Мало-помалу она осмелела, поднялась, положила лапы мне на плечи и принялась лизать мне лицо. Она проводила меня до самого дома.
Это было поистине первое существо, которое я страстно полюбил, так как оно отвечало мне тем же. Моя привязанность к этому животному была, бесспорно, преувеличенной и смешной.
Мне казалось подчас, что мы два брата, затерявшиеся на этой земле, равно одинокие и беззащитные. Собака меня не покидала, спала в ногах кровати, ела из моих рук, несмотря на недовольство родителей, и сопровождала меня в моих одиноких прогулках.
Часто я останавливался на краю обрыва и садился на траву. Сейчас же прибегал Сам, ложился рядом или ко мне на колени и приподнимал мордой мою руку, чтобы я его погладил.
Однажды в конце июня, когда мы шли по дороге в Сен-Пьер-де-Шавроль, я увидел приближающийся дилижанс из Раверо. Он мчался, запряженный четверкой скачущих галопом лошадей; еще издали видны были его желтый ящик и черный кожаный верх над империалом. Кучер щелкал бичом, облако пыли поднималось из-под колес тяжелой кареты и неслось за нею, как туча.
И вдруг, когда дилижанс уже приближался, Сам, быть может, испуганный шумом, бросился ко мне через дорогу. Удар лошадиной ноги опрокинул его; я видел, как он упал, перевернулся, вскочил и снова свалился. Карета два раза подпрыгнула, и я увидел, что за нею на дороге что-то копошилось в пыли. Сам был почти разрезан надвое. Все его внутренности вывалились, и кровь била ключом. Он пытался встать, идти, но двигаться могли только его передние лапы, и он царапал ими землю, как бы роя яму, а обе задние уже омертвели. Он ужасно выл, обезумев от боли.
Спустя несколько минут он издох. Не могу выразить, что я пережил и как я страдал. Целый месяц я не выходил из комнаты.
Однажды вечером отец, взбешенный тем, что я пришел в такое состояние из-за пустяка, воскликнул:
-- Что же будет, если тебя постигнет настоящее горе, если ты потеряешь жену или детей? Нельзя же быть до такой степени дураком!
С тех пор у меня не выходили из памяти, меня неотступно преследовали эти слова: "Что же будет, если тебя постигнет настоящее горе, если ты потеряешь жену или детей?"

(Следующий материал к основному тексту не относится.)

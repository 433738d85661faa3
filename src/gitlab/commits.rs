use chrono::{DateTime, Utc};
use futures::FutureExt;
use log::{debug, warn};

use crate::error::Result;
use crate::report::{CommitRecord, DiffEntry, Project};

use super::client::{GitLabClient, PAGE_SIZE};
use super::fallback::{first_success, Advance};
use super::types::{ApiCommit, ApiDiff};

/// Manual scanning is a last resort; keep the API call count bounded.
const MANUAL_PAGE_CAP: usize = 10;

/// Retrieves the commits of one project inside `[start, end]`.
///
/// Never raises to its caller: listing failures degrade through the fallback
/// ladder and per-commit failures skip only that commit. The listing ladder
/// accepts an empty success immediately — a project without commits in the
/// window is a valid outcome, not a reason to rescan.
pub async fn fetch_project_commits(
    client: &GitLabClient,
    project: &Project,
    start: DateTime<Utc>,
    end: DateTime<Utc>,
) -> Vec<CommitRecord> {
    debug!("Processing project: {}", project.path_with_namespace);

    let since = start.to_rfc3339();
    let until = end.to_rfc3339();

    let summaries = first_success(
        &format!("commit listing for {}", project.path_with_namespace),
        Advance::OnError,
        vec![
            (
                "since+until listing",
                client
                    .list_commits(project.id, Some(&since), Some(&until))
                    .boxed(),
            ),
            (
                "since-only listing",
                client.list_commits(project.id, Some(&since), None).boxed(),
            ),
            (
                "manual scan with client-side filter",
                manual_window_scan(client, project.id, start, end).boxed(),
            ),
        ],
    )
    .await;

    let mut records = Vec::with_capacity(summaries.len());
    for summary in summaries {
        match hydrate_commit(client, project, &summary).await {
            Ok(record) => {
                debug!("Processed commit {}: {}", summary.short_id, summary.title);
                records.push(record);
            }
            Err(e) => {
                warn!(
                    "Error retrieving commit details for {} in {}: {e}",
                    summary.id, project.path_with_namespace
                );
            }
        }
    }

    records
}

/// Pages through the commit list without server-side bounds, keeping only
/// commits whose `created_at` parses and falls inside the window
/// (inclusive). Commits with unparseable timestamps are dropped here; they
/// cannot be placed in or out of the window.
async fn manual_window_scan(
    client: &GitLabClient,
    project_id: u64,
    start: DateTime<Utc>,
    end: DateTime<Utc>,
) -> Result<Vec<ApiCommit>> {
    let mut kept = Vec::new();
    let mut page = 1;
    loop {
        let batch = client.list_commits_page(project_id, page, PAGE_SIZE).await?;
        let batch_len = batch.len();

        for commit in batch {
            match DateTime::parse_from_rfc3339(&commit.created_at) {
                Ok(created) => {
                    let created = created.with_timezone(&Utc);
                    if start <= created && created <= end {
                        kept.push(commit);
                    }
                }
                Err(_) => {
                    debug!(
                        "Skipping commit {} with unparseable timestamp {:?}",
                        commit.short_id, commit.created_at
                    );
                }
            }
        }

        if batch_len < PAGE_SIZE || page >= MANUAL_PAGE_CAP {
            break;
        }
        page += 1;
    }
    Ok(kept)
}

/// Second round trip per commit: the full record plus its diff. Diff
/// retrieval failure downgrades to an empty diff instead of losing the
/// commit.
async fn hydrate_commit(
    client: &GitLabClient,
    project: &Project,
    summary: &ApiCommit,
) -> Result<CommitRecord> {
    let full = client.get_commit(project.id, &summary.id).await?;

    let diff = match client.get_commit_diff(project.id, &summary.id).await {
        Ok(raw) => filter_diff(raw),
        Err(e) => {
            debug!("Error retrieving diff for commit {}: {e}", summary.short_id);
            Vec::new()
        }
    };

    Ok(CommitRecord {
        title: full.title,
        message: full.message,
        author_name: full.author_name,
        author_email: full.author_email,
        created_at: normalize_timestamp(&full.created_at),
        project_path: project.path_with_namespace.clone(),
        diff,
    })
}

/// Projects the upstream diff down to the three retained fields.
fn filter_diff(raw: Vec<ApiDiff>) -> Vec<DiffEntry> {
    raw.into_iter().map(DiffEntry::from).collect()
}

/// Re-renders a parseable timestamp with an explicit UTC offset; anything
/// unparseable passes through unchanged.
fn normalize_timestamp(raw: &str) -> String {
    match DateTime::parse_from_rfc3339(raw) {
        Ok(dt) => dt.with_timezone(&Utc).to_rfc3339(),
        Err(_) => raw.to_string(),
    }
}

#[cfg(test)]
mod tests {
    use super::*;
    use crate::auth::Token;
    use chrono::TimeZone;
    use mockito::Matcher;

    fn client_for(server: &mockito::ServerGuard) -> GitLabClient {
        GitLabClient::new(&server.url(), Token::from("test-token")).unwrap()
    }

    fn project() -> Project {
        Project {
            id: 1,
            name: "alpha".to_string(),
            path_with_namespace: "group/alpha".to_string(),
            visibility: "private".to_string(),
            web_url: "https://example.com/group/alpha".to_string(),
        }
    }

    fn commit_json(sha: &str, created_at: &str) -> serde_json::Value {
        serde_json::json!({
            "id": sha,
            "short_id": &sha[..7.min(sha.len())],
            "title": format!("Commit {sha}"),
            "message": format!("Commit {sha}\n"),
            "author_name": "Jamie Doe",
            "author_email": "jamie@example.com",
            "created_at": created_at
        })
    }

    async fn mock_commit_detail(server: &mut mockito::ServerGuard, sha: &str, created_at: &str) {
        let path = format!("/api/v4/projects/1/repository/commits/{sha}");
        server
            .mock("GET", path.as_str())
            .with_status(200)
            .with_body(serde_json::to_string(&commit_json(sha, created_at)).unwrap())
            .create_async()
            .await;
    }

    async fn mock_commit_diff(server: &mut mockito::ServerGuard, sha: &str, body: &str) {
        let path = format!("/api/v4/projects/1/repository/commits/{sha}/diff");
        server
            .mock("GET", path.as_str())
            .match_query(Matcher::Any)
            .with_status(200)
            .with_body(body)
            .create_async()
            .await;
    }

    #[test]
    fn test_normalize_timestamp_rewrites_to_utc_offset() {
        assert_eq!(
            normalize_timestamp("2024-05-01T12:00:00Z"),
            "2024-05-01T12:00:00+00:00"
        );
        assert_eq!(
            normalize_timestamp("2024-05-01T14:00:00+02:00"),
            "2024-05-01T12:00:00+00:00"
        );
    }

    #[test]
    fn test_normalize_timestamp_keeps_unparseable_value() {
        assert_eq!(normalize_timestamp("yesterday-ish"), "yesterday-ish");
    }

    #[test]
    fn test_filter_diff_keeps_new_file_only_when_present() {
        let raw = vec![
            ApiDiff {
                new_path: "src/new.rs".to_string(),
                old_path: "src/new.rs".to_string(),
                new_file: Some(true),
            },
            ApiDiff {
                new_path: "src/old.rs".to_string(),
                old_path: "src/old.rs".to_string(),
                new_file: None,
            },
        ];

        let filtered = filter_diff(raw);

        assert_eq!(filtered[0].new_file, Some(true));
        assert!(filtered[1].new_file.is_none());
    }

    #[tokio::test]
    async fn test_server_side_listing_hydrates_commits() {
        let mut server = mockito::Server::new_async().await;
        let sha = "aaaaaaaaaaaaaaaaaaaaaaaaaaaaaaaaaaaaaaaa";
        server
            .mock("GET", "/api/v4/projects/1/repository/commits")
            .match_query(Matcher::Regex("since".to_string()))
            .with_status(200)
            .with_body(
                serde_json::to_string(&vec![commit_json(sha, "2024-05-01T10:00:00Z")]).unwrap(),
            )
            .create_async()
            .await;
        mock_commit_detail(&mut server, sha, "2024-05-01T10:00:00Z").await;
        mock_commit_diff(
            &mut server,
            sha,
            r#"[{"new_path": "a.rs", "old_path": "a.rs", "new_file": true, "diff": "@@"}]"#,
        )
        .await;

        let start = Utc.with_ymd_and_hms(2024, 5, 1, 0, 0, 0).unwrap();
        let end = Utc.with_ymd_and_hms(2024, 5, 1, 23, 0, 0).unwrap();
        let records = fetch_project_commits(&client_for(&server), &project(), start, end).await;

        assert_eq!(records.len(), 1);
        assert_eq!(records[0].project_path, "group/alpha");
        assert_eq!(records[0].created_at, "2024-05-01T10:00:00+00:00");
        assert_eq!(records[0].diff.len(), 1);
        assert_eq!(records[0].diff[0].new_file, Some(true));
    }

    #[tokio::test]
    async fn test_manual_scan_filters_window_inclusively() {
        let mut server = mockito::Server::new_async().await;
        // Both server-side strategies are rejected, forcing the manual scan
        server
            .mock("GET", "/api/v4/projects/1/repository/commits")
            .match_query(Matcher::Regex("since".to_string()))
            .with_status(400)
            .with_body(r#"{"message": "400 Bad Request"}"#)
            .expect(2)
            .create_async()
            .await;

        let in_window_start = "aaaaaaaaaaaaaaaaaaaaaaaaaaaaaaaaaaaaaaaa";
        let in_window_end = "bbbbbbbbbbbbbbbbbbbbbbbbbbbbbbbbbbbbbbbb";
        let before = "cccccccccccccccccccccccccccccccccccccccc";
        let after = "dddddddddddddddddddddddddddddddddddddddd";
        let page = vec![
            commit_json(in_window_start, "2024-05-01T00:00:00Z"),
            commit_json(in_window_end, "2024-05-01T12:00:00Z"),
            commit_json(before, "2024-04-30T23:59:59Z"),
            commit_json(after, "2024-05-01T12:00:01Z"),
        ];
        server
            .mock("GET", "/api/v4/projects/1/repository/commits")
            .match_query(Matcher::Exact("page=1&per_page=100".to_string()))
            .with_status(200)
            .with_body(serde_json::to_string(&page).unwrap())
            .create_async()
            .await;

        for sha in [in_window_start, in_window_end] {
            mock_commit_detail(&mut server, sha, "2024-05-01T00:00:00Z").await;
            mock_commit_diff(&mut server, sha, "[]").await;
        }

        let start = Utc.with_ymd_and_hms(2024, 5, 1, 0, 0, 0).unwrap();
        let end = Utc.with_ymd_and_hms(2024, 5, 1, 12, 0, 0).unwrap();
        let records = fetch_project_commits(&client_for(&server), &project(), start, end).await;

        // Boundary commits are kept; the ones either side are dropped
        assert_eq!(records.len(), 2);
    }

    #[tokio::test]
    async fn test_diff_failure_keeps_commit_with_empty_diff() {
        let mut server = mockito::Server::new_async().await;
        let sha = "aaaaaaaaaaaaaaaaaaaaaaaaaaaaaaaaaaaaaaaa";
        server
            .mock("GET", "/api/v4/projects/1/repository/commits")
            .match_query(Matcher::Regex("since".to_string()))
            .with_status(200)
            .with_body(
                serde_json::to_string(&vec![commit_json(sha, "2024-05-01T10:00:00Z")]).unwrap(),
            )
            .create_async()
            .await;
        mock_commit_detail(&mut server, sha, "2024-05-01T10:00:00Z").await;
        server
            .mock(
                "GET",
                format!("/api/v4/projects/1/repository/commits/{sha}/diff").as_str(),
            )
            .match_query(Matcher::Any)
            .with_status(404)
            .with_body(r#"{"message": "404 Not Found"}"#)
            .create_async()
            .await;

        let start = Utc.with_ymd_and_hms(2024, 5, 1, 0, 0, 0).unwrap();
        let end = Utc.with_ymd_and_hms(2024, 5, 1, 23, 0, 0).unwrap();
        let records = fetch_project_commits(&client_for(&server), &project(), start, end).await;

        assert_eq!(records.len(), 1);
        assert!(records[0].diff.is_empty());
    }

    #[tokio::test]
    async fn test_detail_failure_skips_only_that_commit() {
        let mut server = mockito::Server::new_async().await;
        let good = "aaaaaaaaaaaaaaaaaaaaaaaaaaaaaaaaaaaaaaaa";
        let bad = "bbbbbbbbbbbbbbbbbbbbbbbbbbbbbbbbbbbbbbbb";
        server
            .mock("GET", "/api/v4/projects/1/repository/commits")
            .match_query(Matcher::Regex("since".to_string()))
            .with_status(200)
            .with_body(
                serde_json::to_string(&vec![
                    commit_json(bad, "2024-05-01T09:00:00Z"),
                    commit_json(good, "2024-05-01T10:00:00Z"),
                ])
                .unwrap(),
            )
            .create_async()
            .await;
        server
            .mock(
                "GET",
                format!("/api/v4/projects/1/repository/commits/{bad}").as_str(),
            )
            .with_status(404)
            .with_body(r#"{"message": "404 Commit Not Found"}"#)
            .create_async()
            .await;
        mock_commit_detail(&mut server, good, "2024-05-01T10:00:00Z").await;
        mock_commit_diff(&mut server, good, "[]").await;

        let start = Utc.with_ymd_and_hms(2024, 5, 1, 0, 0, 0).unwrap();
        let end = Utc.with_ymd_and_hms(2024, 5, 1, 23, 0, 0).unwrap();
        let records = fetch_project_commits(&client_for(&server), &project(), start, end).await;

        assert_eq!(records.len(), 1);
        assert!(records[0].title.contains(good));
    }
}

И я начал яснее разбираться в себе. Я понял, почему все мелкие повседневные невзгоды принимают в моих глазах размеры катастрофы. Я увидел, что был создан, чтоб жестоко страдать из-за всего, чтобы воспринимать все мучительные впечатления окружающего, обостренные моей болезненной чувствительностью, и ужас перед жизнью охватил меня. У меня не было увлечений, я не был честолюбив. И я решил пожертвовать возможным счастьем, чтоб избежать неминуемых горестей. Жизнь коротка, говорил я себе, так уж лучше я проживу ее, служа другим, облегчая им страдания, радуясь их счастью. Если я сам не буду испытывать непосредственно ни того, ни другого, то на мою долю придутся лишь более слабые душевные волнения.
Но если б все же вы знали, как меня мучают и удручают чужие беды! Но то, что было бы для меня невыносимым страданием, обратилось теперь в сочувствие и жалость.
Я не вынес бы страданий, с которыми поминутно сталкиваюсь, если бы они ударяли по моему собственному сердцу. Я не мог бы видеть смерти своего ребенка -- я сам бы умер. И я сохранил, несмотря на все, такой суеверный, такой глубокий страх перед возможностью, несчастья, что один вид входящего в мой дом почтальона ежедневно вызывает во мне дрожь, хотя теперь мне уже нечего больше бояться.
Аббат Модюи умолк. Он смотрел на огонь в большом камине, как бы желая увидеть в нем таинственные видения, все те неизвестные судьбы, которые он мог бы пережить, если бы с большей стойкостью переносил страдание. И он прибавил, понизив голос:
-- Я прав. Я не был создан для этого мира.
Графиня не возражала; наконец, после долгого молчания, она произнесла:
-- Если бы у меня не было внучат, мне не хватило бы мужества жить.
Священник молча встал.
Слуги уже дремали на кухне, и графиня проводила его до двери, выходящей в сад. Она смотрела, как терялась в ночи его большая медлительная тень, освещенная отблеском лампы.
Потом она вернулась, села у камина и задумалась о многом, о чем мы вовсе не думаем, когда молоды.